A Smart Object can be identified by the small icon at the bottom right of its layer thumbnail. To re-edit the embedded RAW image from within the Smart Object, double-click on the Smart Object thumbnail, and ACR will open. Notice that the original Lightroom develop module adjustments or initial ACR settings are maintained. By using a Smart Object workflow, you can access and re-edit these settings directly from Photoshop’s layers panel.



To be able to re-edit RAW settings directly from a Photoshop layer is useful all by itself, but the object is to go beyond the limits of the original ACR sliders. In order to do that, a Camera Raw Smart Filter is called for. To add a Camera Raw Smart Filter, go to Filter>Camera Raw Filter. A new ACR window will open automatically.



When I add a Camera Raw Smart Filter to the barracuda Smart Object, I get a clean new ACR window. Since the sliders in the new window start fresh at zero, I can add more of whatever settings are maxed out in the original ACR adjustments.
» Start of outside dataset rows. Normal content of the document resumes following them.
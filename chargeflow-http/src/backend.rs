//! A [`WalletBackend`] implementation that talks to the payments API over HTTP.
//!
//! [`HttpWalletBackend`] handles the token, wallet callback, capture and
//! decline endpoints, plus card and gift-card tokenisation against the same
//! tokens endpoint.
//!
//! ## Error Handling
//!
//! Every failure is returned as a [`BackendError`]:
//! - transport faults are classified as timeout, unknown host or I/O
//! - undecodable success bodies become serialization errors
//! - non-2xx responses keep the status, the raw body and the parsed error envelope

use std::fmt::Display;
use std::time::Duration;

use chargeflow::backend::{BoxFuture, WalletBackend};
use chargeflow::error::{BackendError, Integration, Stage, WalletError};
use chargeflow::proto::{
    AmountContext, ApiErrorEnvelope, ApiResponse, CallbackData, CallbackRequest, CaptureRequest,
    CardTokenRequest, ChargeResponse, GiftCardTokenRequest, PaymentMethod, WalletToken,
    WalletTokenRequest,
};
use reqwest::Client;
use reqwest::header::HeaderMap;
use serde::Deserialize;
use serde::de::DeserializeOwned;
use url::Url;

#[cfg(feature = "telemetry")]
use tracing::{Span, instrument};

use crate::config::BackendConfig;
use crate::constants::{
    ACCESS_TOKEN_HEADER, PUBLIC_KEY_HEADER, TOKENS_PATH, WALLET_CALLBACK_PATH, WALLET_CAPTURE_PATH,
    WALLET_PATH,
};
use crate::error::{ConfigError, classify};

/// HTTP client for the payments backend.
///
/// # Example
///
/// ```no_run
/// use chargeflow::WalletOrchestrator;
/// use chargeflow::methods::PayPalFlow;
/// use chargeflow_http::{BackendConfig, HttpWalletBackend};
///
/// # fn main() -> Result<(), Box<dyn std::error::Error>> {
/// let backend = HttpWalletBackend::new(BackendConfig::from_env()?)?;
/// let orchestrator = WalletOrchestrator::new(PayPalFlow::new(backend));
/// # Ok(())
/// # }
/// ```
#[derive(Clone, Debug)]
pub struct HttpWalletBackend {
    base_url: Url,
    tokens_url: Url,
    callback_url: Url,
    capture_url: Url,
    wallet_url: Url,
    client: Client,
    public_key: Option<String>,
    headers: HeaderMap,
    timeout: Option<Duration>,
}

/// Credential attached to a request.
#[derive(Clone, Copy)]
enum Auth<'a> {
    PublicKey,
    AccessToken(&'a WalletToken),
}

/// Token data returned by the tokens endpoint, either bare or wrapped.
#[derive(Deserialize)]
#[serde(untagged)]
enum TokenData {
    Bare(String),
    Wrapped { token: String },
}

impl TokenData {
    fn into_token(self) -> String {
        match self {
            Self::Bare(token) | Self::Wrapped { token } => token,
        }
    }
}

impl HttpWalletBackend {
    /// Creates a backend client from the given configuration.
    ///
    /// # Errors
    ///
    /// Returns [`ConfigError`] if the endpoint URLs cannot be derived from the base URL.
    pub fn new(config: BackendConfig) -> Result<Self, ConfigError> {
        let base_url = config.base_url;
        if base_url.cannot_be_a_base() {
            return Err(ConfigError::CannotBeABase(base_url.to_string()));
        }
        let join = |path: &str, context: &'static str| {
            base_url
                .join(path)
                .map_err(|source| ConfigError::UrlParse { context, source })
        };
        let tokens_url = join(TOKENS_PATH, "Failed to construct tokens URL")?;
        let callback_url = join(WALLET_CALLBACK_PATH, "Failed to construct wallet callback URL")?;
        let capture_url = join(WALLET_CAPTURE_PATH, "Failed to construct wallet capture URL")?;
        let wallet_url = join(WALLET_PATH, "Failed to construct wallet URL")?;

        Ok(Self {
            tokens_url,
            callback_url,
            capture_url,
            wallet_url,
            base_url,
            client: config.http_client.unwrap_or_default(),
            public_key: config.public_key,
            headers: config.headers,
            timeout: config.timeout,
        })
    }

    /// Returns the base URL used by this client.
    #[must_use]
    pub const fn base_url(&self) -> &Url {
        &self.base_url
    }

    /// Returns the configured timeout, if any.
    #[must_use]
    pub const fn timeout(&self) -> Option<Duration> {
        self.timeout
    }

    /// Returns the URL of `POST /charges/wallet/{id}/decline`.
    #[must_use]
    pub fn decline_url(&self, charge_id: &str) -> Url {
        let mut url = self.wallet_url.clone();
        if let Ok(mut segments) = url.path_segments_mut() {
            segments.pop_if_empty().push(charge_id).push("decline");
        }
        url
    }

    /// Sends `POST /payment_sources/tokens` to issue a wallet token.
    ///
    /// # Errors
    ///
    /// Returns [`BackendError`] if the request fails or the token cannot be decoded.
    #[cfg_attr(
        feature = "telemetry",
        instrument(
            name = "chargeflow.backend.create_wallet_token",
            skip_all,
            fields(wallet_type = method.wallet_type(), otel.status_code = tracing::field::Empty, error.message = tracing::field::Empty)
        )
    )]
    pub async fn create_wallet_token(
        &self,
        method: PaymentMethod,
        amount: &AmountContext,
    ) -> Result<WalletToken, BackendError> {
        let request = WalletTokenRequest {
            wallet_type: method,
            amount,
        };
        let data: TokenData = self
            .post_json(&self.tokens_url, "POST /payment_sources/tokens", Auth::PublicKey, &request)
            .await?;
        Ok(WalletToken::new(data.into_token()))
    }

    /// Sends `POST /charges/wallet/callback`.
    ///
    /// # Errors
    ///
    /// Returns [`BackendError`] if the request fails or the response cannot be decoded.
    #[cfg_attr(
        feature = "telemetry",
        instrument(
            name = "chargeflow.backend.wallet_callback",
            skip_all,
            fields(wallet_type = request.wallet_type.wallet_type(), otel.status_code = tracing::field::Empty, error.message = tracing::field::Empty)
        )
    )]
    pub async fn wallet_callback(
        &self,
        token: &WalletToken,
        request: &CallbackRequest,
    ) -> Result<CallbackData, BackendError> {
        self.post_json(
            &self.callback_url,
            "POST /charges/wallet/callback",
            Auth::AccessToken(token),
            request,
        )
        .await
    }

    /// Sends `POST /charges/wallet/capture`.
    ///
    /// # Errors
    ///
    /// Returns [`BackendError`] if the request fails or the response cannot be decoded.
    #[cfg_attr(
        feature = "telemetry",
        instrument(
            name = "chargeflow.backend.capture_wallet_charge",
            skip_all,
            fields(otel.status_code = tracing::field::Empty, error.message = tracing::field::Empty)
        )
    )]
    pub async fn capture_wallet_charge(
        &self,
        token: &WalletToken,
        request: &CaptureRequest,
    ) -> Result<ChargeResponse, BackendError> {
        self.post_json(
            &self.capture_url,
            "POST /charges/wallet/capture",
            Auth::AccessToken(token),
            request,
        )
        .await
    }

    /// Sends `POST /charges/wallet/{id}/decline` with an empty body.
    ///
    /// # Errors
    ///
    /// Returns [`BackendError`] if the request fails or the response cannot be decoded.
    #[cfg_attr(
        feature = "telemetry",
        instrument(
            name = "chargeflow.backend.decline_wallet_charge",
            skip_all,
            fields(charge_id = %charge_id, otel.status_code = tracing::field::Empty, error.message = tracing::field::Empty)
        )
    )]
    pub async fn decline_wallet_charge(
        &self,
        token: &WalletToken,
        charge_id: &str,
    ) -> Result<ChargeResponse, BackendError> {
        let url = self.decline_url(charge_id);
        self.post_json(
            &url,
            "POST /charges/wallet/{id}/decline",
            Auth::AccessToken(token),
            &serde_json::Map::new(),
        )
        .await
    }

    /// Exchanges card details for a one-time card token.
    ///
    /// # Errors
    ///
    /// Returns [`WalletError::Backend`] tagged with [`Integration::CardTokenisation`].
    #[cfg_attr(
        feature = "telemetry",
        instrument(
            name = "chargeflow.backend.tokenise_card",
            skip_all,
            fields(otel.status_code = tracing::field::Empty, error.message = tracing::field::Empty)
        )
    )]
    pub async fn tokenise_card(&self, request: &CardTokenRequest) -> Result<String, WalletError> {
        self.post_json::<_, TokenData>(
            &self.tokens_url,
            "POST /payment_sources/tokens",
            Auth::PublicKey,
            request,
        )
        .await
        .map(TokenData::into_token)
        .map_err(WalletError::at(Integration::CardTokenisation, Stage::Tokenisation))
    }

    /// Exchanges gift card details for a one-time gift card token.
    ///
    /// # Errors
    ///
    /// Returns [`WalletError::Backend`] tagged with [`Integration::GiftCardTokenisation`].
    #[cfg_attr(
        feature = "telemetry",
        instrument(
            name = "chargeflow.backend.tokenise_gift_card",
            skip_all,
            fields(otel.status_code = tracing::field::Empty, error.message = tracing::field::Empty)
        )
    )]
    pub async fn tokenise_gift_card(&self, request: &GiftCardTokenRequest) -> Result<String, WalletError> {
        self.post_json::<_, TokenData>(
            &self.tokens_url,
            "POST /payment_sources/tokens",
            Auth::PublicKey,
            request,
        )
        .await
        .map(TokenData::into_token)
        .map_err(WalletError::at(Integration::GiftCardTokenisation, Stage::Tokenisation))
    }

    /// Generic POST helper that handles authentication, timeout application,
    /// envelope decoding, error classification and telemetry.
    ///
    /// `context` is a human-readable identifier used in tracing and error messages (e.g. `"POST /charges/wallet/capture"`).
    async fn post_json<T, R>(
        &self,
        url: &Url,
        context: &'static str,
        auth: Auth<'_>,
        payload: &T,
    ) -> Result<R, BackendError>
    where
        T: serde::Serialize + Sync + ?Sized,
        R: DeserializeOwned,
    {
        let result = self.send(url, context, auth, payload).await;
        record_result_on_span(&result);
        result
    }

    async fn send<T, R>(
        &self,
        url: &Url,
        context: &'static str,
        auth: Auth<'_>,
        payload: &T,
    ) -> Result<R, BackendError>
    where
        T: serde::Serialize + Sync + ?Sized,
        R: DeserializeOwned,
    {
        let mut req = self.client.post(url.clone()).json(payload);
        for (key, value) in &self.headers {
            req = req.header(key, value);
        }
        req = match auth {
            Auth::PublicKey => match &self.public_key {
                Some(key) => req.header(PUBLIC_KEY_HEADER, key.as_str()),
                None => req,
            },
            Auth::AccessToken(token) => req.header(ACCESS_TOKEN_HEADER, token.as_str()),
        };
        if let Some(timeout) = self.timeout {
            req = req.timeout(timeout);
        }

        let response = req.send().await.map_err(|e| classify(context, &e))?;
        let status = response.status();
        let body = response.text().await.map_err(|e| classify(context, &e))?;

        if status.is_success() {
            serde_json::from_str::<ApiResponse<R>>(&body)
                .map(ApiResponse::into_data)
                .map_err(|e| BackendError::Serialization(format!("{context}: {e}")))
        } else {
            Err(BackendError::Api {
                status: status.as_u16(),
                envelope: ApiErrorEnvelope::parse(&body),
                body,
            })
        }
    }
}

impl WalletBackend for HttpWalletBackend {
    fn create_wallet_token<'a>(
        &'a self,
        method: PaymentMethod,
        amount: &'a AmountContext,
    ) -> BoxFuture<'a, Result<WalletToken, BackendError>> {
        Box::pin(Self::create_wallet_token(self, method, amount))
    }

    fn wallet_callback<'a>(
        &'a self,
        token: &'a WalletToken,
        request: &'a CallbackRequest,
    ) -> BoxFuture<'a, Result<CallbackData, BackendError>> {
        Box::pin(Self::wallet_callback(self, token, request))
    }

    fn capture_wallet_charge<'a>(
        &'a self,
        token: &'a WalletToken,
        request: &'a CaptureRequest,
    ) -> BoxFuture<'a, Result<ChargeResponse, BackendError>> {
        Box::pin(Self::capture_wallet_charge(self, token, request))
    }

    fn decline_wallet_charge<'a>(
        &'a self,
        token: &'a WalletToken,
        charge_id: &'a str,
    ) -> BoxFuture<'a, Result<ChargeResponse, BackendError>> {
        Box::pin(Self::decline_wallet_charge(self, token, charge_id))
    }
}

impl TryFrom<&str> for HttpWalletBackend {
    type Error = ConfigError;

    fn try_from(value: &str) -> Result<Self, Self::Error> {
        Self::new(BackendConfig::try_from(value)?)
    }
}

/// Records the outcome of a request on a tracing span, including status and errors.
#[cfg(feature = "telemetry")]
fn record_result_on_span<R, E: Display>(result: &Result<R, E>) {
    let span = Span::current();
    match result {
        Ok(_) => {
            span.record("otel.status_code", "OK");
        }
        Err(err) => {
            span.record("otel.status_code", "ERROR");
            span.record("error.message", tracing::field::display(err));
            tracing::event!(tracing::Level::WARN, error = %err, "Request to payments backend failed");
        }
    }
}

/// Records the outcome of a request on a tracing span, including status and errors.
/// Noop if telemetry feature is off.
#[cfg(not(feature = "telemetry"))]
fn record_result_on_span<R, E: Display>(_result: &Result<R, E>) {}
By sliding the zeroed out Temp slider to the right towards yellow, I get extra oomph from my white balance. The adjustment knocks back the remaining blue on the fish, and I’m much happier with the image. I could not have achieved this white balance with an ordinary Lightroom or ACR adjustment. At this point, I can jiggle more sliders, brushes, or filters on either the original Smart Object ACR settings, or on the Camera Raw Smart Filter to finish my editing.



  1. To toggle a Smart Filter’s visibility, click the eyeball next to it on and off.
  2. To re-open a Smart Filter, double-click on its name in the layers panel.
  3. Smart Filters have their own layer mask. When the layer mask is active, painting on the image with black will conceal the effect of the Smart Filter in just the painted area. This makes every tool in ACR a potentially local tool.
  4. Smart Filters have a separate blending mode and opacity control that can be accessed by clicking on the small lines and arrows icon at the bottom right of the layer.


When you create a Smart Object in Photoshop via Lightroom, saving the Photoshop document puts the layered Smart Object file in the same folder as the original wherever it resides on your drive, and amends the file name to reflect its Smart Object status. The next time you look at the image in Lightroom, you’ll see the Smart Object version right next to the original in the grid.

When a Smart Object is created via Adobe Camera Raw, saving the Smart Object opens a Save As dialog box, which lets you rename the file and save it to the location you wish.

The language of Smart Objects and Smart Filters can be confusing at first, but it’s worth it to push past the mumbo-jumbo. Don’t be afraid to experiment – all the adjustments are completely non-destructive, and mastering this technique will pay off as an excellent addition to your post-production arsenal. One last note – if you really want to understand this technique at its deepest level, the 1986 masterpiece “This is Spinal Tap” is required viewing.